Saturday, December 29, 2012

The dangers of last-minute dealing

Greg Sargent is salivating at the prospect of Obama daring the Senate GOP to veto a stripped-down fiscal cliff bill that would raise marginal rates on the top two brackets and extend unemployment benefits, the Earned Income Tax Credit and the child tax credit.  Jonathan Cohn, while acknowledging the dangers of going over the cliff, is cautiously optimistic that if we do so Obama will be able to a) impose a better deal, and b) blame Republicans for the deadlock:
And then there are the polls, which suggest that the public overwhelmingly blames Republicans, rather than Obama, for inaction. Polls don’t always predict how people will react to actual political developments in real time. But chances are good that, the longer it takes for a deal, the more pressure Republicans will feel from the voters—not to mention their supporters in the business community—to abandon their opposition to tax increases and determination to cut entitlements.
Since those writings, though, reports have tilted toward optimism that Reid and McConnell will work out a stripped-down deal prior to the deadline that will raise rates only above a higher income threshold, probably $400,000--500,000.  In his Friday statement, Obama put a good deal of pressure on them to do so.  And such a deal could not only cause Democrats agony by giving away too much, but also, potentially, swing the blame game the other way.

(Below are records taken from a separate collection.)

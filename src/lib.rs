//! routesync - keeps a reverse proxy's live route list in step with a
//! declarative store of proxy records
//!
//! This library provides:
//! - A pure compiler from proxy records and middleware to route JSON
//! - A retrying client for the proxy's JSON admin API
//! - A serialized reconciliation engine that owns every route position
//! - Append-only snapshots of the live config with restore on startup
//! - Container discovery (Docker and Swarm) and GitOps pull/push

pub mod compiler;
pub mod config;
pub mod db;
pub mod discovery;
pub mod docker;
pub mod engine;
pub mod error;
pub mod gitops;
pub mod live;
pub mod model;
pub mod secrets;
pub mod service;
pub mod snapshot;

/// Package name from Cargo.toml
pub const PKG_NAME: &str = env!("CARGO_PKG_NAME");

/// Package version from Cargo.toml
pub const VERSION: &str = env!("CARGO_PKG_VERSION");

That is, what if Reid and McConnell come up with something, blessed by Obama, that from a progressive point of view extracts too high a blood price for avoiding the cliff, and House Democrats balk at it?  Say the income tax hike not only starts at a high income level but also stops shy of the top Clinton-era rate or doesn't raise taxes on investment income, and leaves the estate tax at current low levels, and leaves the debt ceiling looming, and doesn't bring home all, part or most of the unemployment/EITC/CTC/college tuition tax deduction wish list? (I gather that the payroll tax cut is already gone.) If a majority of House Democrats as well as Republicans don't support it, does blame for going over the cliff not get shared equally? Does Obama not lose the clarity of insisting on an up-or-down vote on the limited bill he proposed?

1 comment:

  1. Pelosi's proven to be a very good vote counter, and she probably doesn't trust Boehner to deliver all the votes he claims, since he failed on the first attempt at TARP. I suspect the only way they run this through the Senate is if it's pretty much guaranteed to pass with a lot of Democratic votes.